The province forecasts 13.8 million arrivals for 2017 and 363 billion baht in revenue. China is expected to remain the largest source of tourists for this year.
For the first six months of this year, Phuket had held 13 sports and recreation events that drew many foreigners. Another 19 events are planned for the rest of 2017, including Phuket King's Cup Regatta, Phuketthon and Asia Superyacht Rendezvous.
Additionally, at least 5,584 hotel rooms are expected to come on stream by 2020, according to C9 Hotelworks, a real estate consultant firm.
The company revealed that megaprojects such as the Central Festival expansion, Blu Pearl luxury mall, multiple underpasses and a plan for a light rail project are redefining the broader tourism market.
"The rebound was prompted by the strengthening of the Russian rouble against the baht, and political volatility in the Middle East that redirected Russian tourists to the island during high season," said Bill Barnett, managing director of C9 Hotelworks.
Another factor was the revival in the number of Chinese tourists after the fall last year after crackdowns on zero-dollar tourism scams last year, he added.
Thailand is forecast to welcome 60-80 million foreign visitors a year over the next 15 years.
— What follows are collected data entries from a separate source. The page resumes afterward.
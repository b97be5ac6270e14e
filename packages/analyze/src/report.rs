//! Report collaborator: console key statistics and on-disk artifacts.
//!
//! [`render_key_statistics`] formats the text report printed after a run.
//! [`write_artifacts`] writes the summary JSON files, the optional heatmap
//! grid, and the normalized table as CSV into an output directory, which is
//! created on demand.

use std::fmt::Write as _;
use std::path::{Path, PathBuf};

use crash_stats_accident_models::{Severity, Weekday};
use crash_stats_analytics::summaries::severity_distribution;
use crash_stats_analytics_models::{
    HOURS_PER_DAY, SeverityShare, SpatialDensity, SummaryEntry,
};
use crash_stats_source_models::NormalizedAccident;
use serde::Serialize;

use crate::PipelineOutput;

/// Per-type counts, significant types, and the peak type.
pub const ACCIDENT_TYPES_FILE: &str = "accident_types.json";
/// Counts for hours 0-23 and the peak hour.
pub const ACCIDENTS_BY_HOUR_FILE: &str = "accidents_by_hour.json";
/// Counts for Monday through Sunday and the peak day.
pub const ACCIDENTS_BY_DAY_FILE: &str = "accidents_by_day.json";
/// Severity counts and percentages of classified records.
pub const ACCIDENT_SEVERITY_FILE: &str = "accident_severity.json";
/// Density grid; only written when enough coordinates were valid.
pub const ACCIDENT_HEATMAP_FILE: &str = "accident_heatmap.json";
/// The normalized table, one row per input record.
pub const NORMALIZED_ACCIDENTS_FILE: &str = "normalized_accidents.csv";

/// Errors that can occur while writing report artifacts.
#[derive(Debug, thiserror::Error)]
pub enum ReportError {
    /// Creating the directory or writing a file failed.
    #[error("I/O error: {0}")]
    Io(#[from] std::io::Error),

    /// JSON serialization failed.
    #[error("JSON error: {0}")]
    Json(#[from] serde_json::Error),

    /// CSV serialization failed.
    #[error("CSV error: {0}")]
    Csv(#[from] csv::Error),
}

// ── Console report ───────────────────────────────────────────────────────

/// Formats the key statistics of a run: totals, per-type counts, peaks,
/// the severity distribution, and data quality.
///
/// # Panics
///
/// Does not panic; writing to a `String` is infallible.
#[must_use]
pub fn render_key_statistics(output: &PipelineOutput, min_type_count: u64) -> String {
    let summaries = &output.summaries;
    let mut out = String::new();

    writeln!(out, "Key Statistics:").unwrap();
    writeln!(out, "Total number of accidents: {}", output.accidents.len()).unwrap();

    writeln!(out).unwrap();
    writeln!(out, "Accidents by type:").unwrap();
    for entry in summaries.accident_type.by_count_desc() {
        writeln!(out, "  {:<30} {}", entry.key, entry.count).unwrap();
    }
    let significant = summaries.accident_type.significant(min_type_count);
    writeln!(
        out,
        "  ({} type(s) with more than {min_type_count} accidents)",
        significant.len()
    )
    .unwrap();

    writeln!(out).unwrap();
    writeln!(
        out,
        "Peak hour: {}",
        summaries
            .hour
            .peak
            .map_or_else(|| "n/a".to_string(), |h| format!("{h}:00"))
    )
    .unwrap();
    writeln!(out, "Peak day: {}", display_or_na(summaries.weekday.peak)).unwrap();
    writeln!(
        out,
        "Most common severity: {}",
        display_or_na(summaries.severity.peak)
    )
    .unwrap();

    writeln!(out).unwrap();
    writeln!(out, "Accident severity distribution:").unwrap();
    for share in severity_distribution(&summaries.severity) {
        match share.percent {
            Some(percent) => {
                writeln!(
                    out,
                    "  {:<22} {:>6} ({percent:.1}%)",
                    share.severity.as_ref(),
                    share.count
                )
                .unwrap();
            }
            None => {
                writeln!(
                    out,
                    "  {:<22} {:>6}",
                    share.severity.as_ref(),
                    share.count
                )
                .unwrap();
            }
        }
    }

    let quality = &output.quality;
    writeln!(out).unwrap();
    writeln!(out, "Data quality:").unwrap();
    writeln!(out, "  Unparseable dates:        {}", quality.without_date).unwrap();
    writeln!(out, "  Unparseable times:        {}", quality.without_hour).unwrap();
    writeln!(out, "  Unclassified types:       {}", quality.unclassified).unwrap();
    writeln!(
        out,
        "  Rows without coordinates: {}",
        quality.without_coordinates
    )
    .unwrap();

    out
}

fn display_or_na<T: std::fmt::Display>(value: Option<T>) -> String {
    value.map_or_else(|| "n/a".to_string(), |v| v.to_string())
}

// ── Artifacts ────────────────────────────────────────────────────────────

#[derive(Serialize)]
#[serde(rename_all = "camelCase")]
struct AccidentTypesArtifact<'a> {
    min_count: u64,
    counts: Vec<&'a SummaryEntry<String>>,
    significant: Vec<&'a SummaryEntry<String>>,
    peak: Option<&'a str>,
    excluded: u64,
}

#[derive(Serialize)]
#[serde(rename_all = "camelCase")]
struct HourArtifact {
    counts: [u64; HOURS_PER_DAY],
    peak: Option<u32>,
    excluded: u64,
}

#[derive(Serialize)]
#[serde(rename_all = "camelCase")]
struct SeverityArtifact {
    shares: Vec<SeverityShare>,
    peak: Option<Severity>,
}

/// One row of the normalized table as written to CSV.
#[derive(Serialize)]
struct NormalizedRow<'a> {
    date: Option<String>,
    weekday: Option<Weekday>,
    time: Option<String>,
    hour: Option<u32>,
    accident_type: Option<&'a str>,
    severity: Severity,
    latitude: Option<f64>,
    longitude: Option<f64>,
}

impl<'a> From<&'a NormalizedAccident> for NormalizedRow<'a> {
    fn from(accident: &'a NormalizedAccident) -> Self {
        Self {
            date: accident.date.map(|d| d.format("%Y-%m-%d").to_string()),
            weekday: accident.weekday,
            time: accident.time_of_day.map(|t| t.format("%H:%M:%S").to_string()),
            hour: accident.hour,
            accident_type: accident.accident_type.as_deref(),
            severity: accident.severity,
            latitude: accident.latitude(),
            longitude: accident.longitude(),
        }
    }
}

/// Writes every artifact of `output` into `output_dir` and returns the
/// paths written.
///
/// The heatmap file is only written when a density grid was computed.
///
/// # Errors
///
/// Returns [`ReportError`] if the directory cannot be created or any file
/// cannot be serialized or written.
pub fn write_artifacts(
    output_dir: &Path,
    output: &PipelineOutput,
    min_type_count: u64,
) -> Result<Vec<PathBuf>, ReportError> {
    if !output_dir.exists() {
        std::fs::create_dir_all(output_dir)?;
        log::info!("Created directory: {}", output_dir.display());
    }

    let summaries = &output.summaries;
    let mut written = Vec::new();

    let types = AccidentTypesArtifact {
        min_count: min_type_count,
        counts: summaries.accident_type.by_count_desc(),
        significant: summaries.accident_type.significant(min_type_count),
        peak: summaries.accident_type.peak.as_deref(),
        excluded: summaries.accident_type.excluded,
    };
    written.push(write_json(output_dir, ACCIDENT_TYPES_FILE, &types)?);

    let hours = HourArtifact {
        counts: summaries.hour.hour_axis(),
        peak: summaries.hour.peak,
        excluded: summaries.hour.excluded,
    };
    written.push(write_json(output_dir, ACCIDENTS_BY_HOUR_FILE, &hours)?);

    written.push(write_json(
        output_dir,
        ACCIDENTS_BY_DAY_FILE,
        &summaries.weekday,
    )?);

    let severity = SeverityArtifact {
        shares: severity_distribution(&summaries.severity),
        peak: summaries.severity.peak,
    };
    written.push(write_json(output_dir, ACCIDENT_SEVERITY_FILE, &severity)?);

    match &output.spatial {
        SpatialDensity::Grid(grid) => {
            written.push(write_json(output_dir, ACCIDENT_HEATMAP_FILE, grid)?);
        }
        SpatialDensity::Insufficient { valid, required } => {
            log::info!(
                "Not enough valid coordinates for a heatmap ({valid} of {required} required)"
            );
        }
    }

    written.push(write_normalized_csv(
        &output_dir.join(NORMALIZED_ACCIDENTS_FILE),
        &output.accidents,
    )?);

    log::info!(
        "Wrote {} artifact(s) to {}",
        written.len(),
        output_dir.display()
    );

    Ok(written)
}

fn write_json<T: Serialize + ?Sized>(
    dir: &Path,
    file_name: &str,
    value: &T,
) -> Result<PathBuf, ReportError> {
    let path = dir.join(file_name);
    let json = serde_json::to_string_pretty(value)?;
    std::fs::write(&path, json)?;
    log::debug!("Wrote {}", path.display());
    Ok(path)
}

fn write_normalized_csv(
    path: &Path,
    accidents: &[NormalizedAccident],
) -> Result<PathBuf, ReportError> {
    let mut writer = csv::WriterBuilder::new().from_path(path)?;
    for accident in accidents {
        writer.serialize(NormalizedRow::from(accident))?;
    }
    writer.flush()?;
    log::debug!("Wrote {} rows to {}", accidents.len(), path.display());
    Ok(path.to_path_buf())
}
Sea Star Happy Journey, the operator of speed boat based in Phuket and Phangnga, owned by Nattakit Lorwitworrawat, promised that it would provide tourists active and passive safety measures.
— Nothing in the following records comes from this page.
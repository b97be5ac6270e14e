#![cfg_attr(feature = "fail-on-warnings", deny(warnings))]
#![warn(clippy::all, clippy::pedantic, clippy::nursery, clippy::cargo)]
#![allow(clippy::multiple_crate_versions, clippy::cargo_common_metadata)]

//! Raw accident table types and the canonical normalized accident format.
//!
//! A loaded export is a [`RawTable`] of untyped string rows. The pipeline
//! turns every [`RawRecord`] into exactly one [`NormalizedAccident`] whose
//! severity belongs to the shared taxonomy in
//! [`crash_stats_accident_models`].

use std::collections::BTreeMap;

use chrono::{NaiveDate, NaiveTime};
use crash_stats_accident_models::{Severity, Weekday};
use serde::{Deserialize, Serialize};

/// One untransformed row of the source export, keyed by column header.
#[derive(Debug, Clone, Default, PartialEq, Eq, Serialize, Deserialize)]
pub struct RawRecord {
    fields: BTreeMap<String, String>,
}

impl RawRecord {
    /// Returns the value of `column`, or `None` when the column is missing
    /// or the cell is empty.
    #[must_use]
    pub fn get(&self, column: &str) -> Option<&str> {
        self.fields
            .get(column)
            .map(String::as_str)
            .filter(|s| !s.is_empty())
    }
}

impl<K: Into<String>, V: Into<String>> FromIterator<(K, V)> for RawRecord {
    fn from_iter<T: IntoIterator<Item = (K, V)>>(iter: T) -> Self {
        Self {
            fields: iter
                .into_iter()
                .map(|(k, v)| (k.into(), v.into()))
                .collect(),
        }
    }
}

/// A loaded export: the header row plus every data row.
///
/// The header is kept separately so that schema checks work even when the
/// export has no data rows.
#[derive(Debug, Clone, Default, PartialEq, Eq)]
pub struct RawTable {
    /// Column headers in file order.
    pub headers: Vec<String>,
    /// Data rows in file order.
    pub records: Vec<RawRecord>,
}

impl RawTable {
    /// Returns `true` if `column` is one of the table headers.
    #[must_use]
    pub fn has_column(&self, column: &str) -> bool {
        self.headers.iter().any(|h| h == column)
    }

    /// Number of data rows.
    #[must_use]
    pub fn len(&self) -> usize {
        self.records.len()
    }

    /// Returns `true` if the table has no data rows.
    #[must_use]
    pub fn is_empty(&self) -> bool {
        self.records.is_empty()
    }
}

/// A latitude/longitude pair in decimal degrees.
///
/// Coordinates are only ever extracted or discarded together, so a record
/// holds an `Option<Coordinates>` rather than two independent optionals.
#[derive(Debug, Clone, Copy, PartialEq, Serialize, Deserialize)]
pub struct Coordinates {
    /// Latitude in degrees.
    pub latitude: f64,
    /// Longitude in degrees.
    pub longitude: f64,
}

/// An accident after temporal, categorical, and spatial normalization.
///
/// Every field except `severity` may be absent; rows are never dropped
/// during normalization.
#[derive(Debug, Clone, PartialEq, Serialize, Deserialize)]
#[serde(rename_all = "camelCase")]
pub struct NormalizedAccident {
    /// Calendar date. `None` when the source date was missing or unparseable.
    pub date: Option<NaiveDate>,
    /// Weekday of `date`. `None` exactly when `date` is `None`.
    pub weekday: Option<Weekday>,
    /// Wall-clock time. `None` when no `H:MM:SS AM/PM` time was found.
    pub time_of_day: Option<NaiveTime>,
    /// Hour of day, 0-23. `None` exactly when `time_of_day` is `None`.
    pub hour: Option<u32>,
    /// The source accident-type label, unmodified.
    pub accident_type: Option<String>,
    /// Severity classified from `accident_type`.
    pub severity: Severity,
    /// Location, if the source carried a usable coordinate pair.
    pub coordinates: Option<Coordinates>,
}

impl NormalizedAccident {
    /// Latitude, if the record has coordinates.
    #[must_use]
    pub fn latitude(&self) -> Option<f64> {
        self.coordinates.map(|c| c.latitude)
    }

    /// Longitude, if the record has coordinates.
    #[must_use]
    pub fn longitude(&self) -> Option<f64> {
        self.coordinates.map(|c| c.longitude)
    }
}
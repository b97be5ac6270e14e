#![cfg_attr(feature = "fail-on-warnings", deny(warnings))]
#![warn(clippy::all, clippy::pedantic, clippy::nursery, clippy::cargo)]
#![allow(clippy::multiple_crate_versions, clippy::cargo_common_metadata)]

//! Shared CLI utilities for the crash-stats toolchain.
//!
//! Provides an `indicatif`-backed progress bar behind the
//! [`ProgressCallback`] trait, plus [`init_logger`] which sets up
//! `indicatif-log-bridge` so that `log::info!` and friends are suspended
//! while progress bars redraw.

use std::sync::Arc;
use std::time::Duration;

use crash_stats_source::progress::ProgressCallback;
use indicatif::{ProgressBar, ProgressStyle};

pub use indicatif::MultiProgress;

/// An `indicatif` [`ProgressBar`] that implements [`ProgressCallback`].
pub struct IndicatifProgress {
    bar: ProgressBar,
    /// Style to switch to once `set_total()` provides a known length.
    bar_style: ProgressStyle,
}

impl IndicatifProgress {
    /// Creates a progress bar that starts as a spinner (no total known)
    /// and transitions to a full bar with percentage/ETA once
    /// [`ProgressCallback::set_total()`] is called.
    #[must_use]
    pub fn records_bar(multi: &MultiProgress, message: &str) -> Arc<dyn ProgressCallback> {
        let bar = multi.add(ProgressBar::new_spinner());
        bar.enable_steady_tick(Duration::from_millis(100));
        bar.set_style(
            ProgressStyle::with_template("{spinner:.cyan} {msg}")
                .unwrap_or_else(|_| ProgressStyle::default_spinner()),
        );
        bar.set_message(message.to_string());

        let bar_style = ProgressStyle::with_template(
            "  {msg} {wide_bar:.cyan/dim} {pos}/{len} {percent}% [{eta}]",
        )
        .unwrap_or_else(|_| ProgressStyle::default_bar())
        .progress_chars("##-");

        Arc::new(Self { bar, bar_style })
    }
}

impl ProgressCallback for IndicatifProgress {
    fn set_total(&self, total: u64) {
        self.bar.set_length(total);
        self.bar.set_position(0);
        // Switch from spinner to bar style now that we know the total.
        self.bar.set_style(self.bar_style.clone());
    }

    fn inc(&self, delta: u64) {
        self.bar.inc(delta);
    }

    fn set_message(&self, msg: String) {
        self.bar.set_message(msg);
    }

    fn finish(&self, msg: String) {
        self.bar.finish_with_message(msg);
    }
}

/// Initializes the global logger wrapped in `indicatif-log-bridge` so that
/// `log::info!` and friends are suspended while progress bars redraw.
///
/// Returns the [`MultiProgress`] that all progress bars must be added to.
#[must_use]
pub fn init_logger() -> MultiProgress {
    let multi = MultiProgress::new();

    let logger = pretty_env_logger::formatted_builder()
        .parse_env("RUST_LOG")
        .build();
    let level = logger.filter();

    indicatif_log_bridge::LogWrapper::new(multi.clone(), logger)
        .try_init()
        .ok(); // Ignore error if logger was already set (e.g., in tests)

    log::set_max_level(level);

    multi
}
The company is working with major hospitals on the Andaman coast to serve tourists involved in accidents.
Another operator, Love Andaman, which mainly operates sea trips to Myanmar, said it has spare parts and equipment on board, and a reserved boat to carry tourists back to ports in case of incidents.
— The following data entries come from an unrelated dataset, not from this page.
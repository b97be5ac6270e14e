//! Spatial density of accident locations.
//!
//! Filters normalized accidents down to rows with a coordinate pair and bins
//! them into a square 2D histogram for heatmap rendering.

use crash_stats_analytics_models::{DensityGrid, SpatialDensity};
use crash_stats_source_models::{Coordinates, NormalizedAccident};

/// Fewest valid coordinate rows for which a heatmap is produced.
pub const MIN_HEATMAP_POINTS: usize = 11;

/// Bins per axis of the heatmap grid.
pub const HEATMAP_BINS: usize = 50;

/// Coordinate pairs of every accident that has one, in record order.
#[must_use]
pub fn valid_coordinates(accidents: &[NormalizedAccident]) -> Vec<Coordinates> {
    accidents.iter().filter_map(|a| a.coordinates).collect()
}

/// Bins `points` into a `bins` x `bins` grid spanning their bounding box.
///
/// A degenerate axis (all points share one value) is widened by half a
/// degree on each side. Returns `None` for no points or zero bins.
#[must_use]
pub fn density_grid(points: &[Coordinates], bins: usize) -> Option<DensityGrid> {
    if points.is_empty() || bins == 0 {
        return None;
    }

    let (lon_min, lon_max) = widen(extent(points.iter().map(|p| p.longitude)));
    let (lat_min, lat_max) = widen(extent(points.iter().map(|p| p.latitude)));

    let mut counts = vec![vec![0u64; bins]; bins];
    for point in points {
        let row = bin_index(point.latitude, lat_min, lat_max, bins);
        let col = bin_index(point.longitude, lon_min, lon_max, bins);
        counts[row][col] += 1;
    }

    Some(DensityGrid {
        bins,
        min_longitude: lon_min,
        max_longitude: lon_max,
        min_latitude: lat_min,
        max_latitude: lat_max,
        counts,
    })
}

/// Computes the heatmap grid, or reports that there are too few valid
/// coordinates (fewer than [`MIN_HEATMAP_POINTS`]).
#[must_use]
pub fn spatial_density(accidents: &[NormalizedAccident]) -> SpatialDensity {
    let points = valid_coordinates(accidents);
    if points.len() < MIN_HEATMAP_POINTS {
        log::debug!(
            "Only {} valid coordinate rows (need {MIN_HEATMAP_POINTS}), skipping heatmap",
            points.len()
        );
        return SpatialDensity::Insufficient {
            valid: points.len(),
            required: MIN_HEATMAP_POINTS,
        };
    }

    density_grid(&points, HEATMAP_BINS).map_or(
        SpatialDensity::Insufficient {
            valid: points.len(),
            required: MIN_HEATMAP_POINTS,
        },
        SpatialDensity::Grid,
    )
}

fn extent(values: impl Iterator<Item = f64>) -> (f64, f64) {
    values.fold((f64::INFINITY, f64::NEG_INFINITY), |(lo, hi), v| {
        (lo.min(v), hi.max(v))
    })
}

fn widen((lo, hi): (f64, f64)) -> (f64, f64) {
    if hi > lo { (lo, hi) } else { (lo - 0.5, hi + 0.5) }
}

#[allow(
    clippy::cast_possible_truncation,
    clippy::cast_sign_loss,
    clippy::cast_precision_loss
)]
fn bin_index(value: f64, lo: f64, hi: f64, bins: usize) -> usize {
    let scaled = ((value - lo) / (hi - lo) * bins as f64).floor();
    (scaled.max(0.0) as usize).min(bins - 1)
}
At the national level, Jaturon Phakdeewanit, director for Tourism Safety and Security Standards Division under the Tourism and Sports Ministry, said it has oversight of 16 tourist assistance centres in Bangkok and 15 other provinces. The stations are manned by about 200 staff members in total, with some fluent in Chinese to cater to the growing China market.
Mr Jaturon said his division has also been working with diving experts from Australia to improve water safety in Phuket to international standards. "We are considering working with the US and England to enhance water safety in other areas in the future."
Earlier, the division organised safety training courses for tourism operators and communities in Phuket, Chiang Mai and Kanchanaburi province.
According to the Department of Tourism, 228 tourists died and 540 were injured in Thailand in 2016. Major causes of tourist death included water accidents (41%), road accidents (22%), medical problems (16%), and suicide (7%).
The deadliest provinces for tourists last year were Chiang Mai, Surat Thani, Phuket, Krabi and Chon Buri, in that order. Chinese nationals suffered the largest number of deaths and injuries (221 injured, 79 dead), followed by French (41 injured, 18 dead), British (27 injured, 17 died), American (21 injured, 12 dead), and German citizens (22 injured, 11 dead).
In the Andaman and West coast of Thailand, China also accumulated the most deaths and accidents, followed by France, Russia, Germany and Britain.
The Tourism Council of Thailand (TCT) recently suggested turning Thailand into a regional training centre for hospitality and tourist safety.
The council said workers in industries like food, spa and wellness, medical services, hotel housekeeping, sports, and meetings, incentives, conferences and exhibitions are keen to transfer their knowledge and expertise to other countries.
The council will soon ask the cabinet to endorse the establishment of a Thailand tourism academy to provide a full range of hospitality training. The move is expected to improve the quality of tourism operators in neighbouring countries, and prepare them for long-term growth.
TCT will select 2 million workers, out of the 5 million working in the industry, to participate in the tourism academy.
In this role, they will teach foreign students the art of treating and looking after guests. Eventually, the council will promote 30 participants to trainers.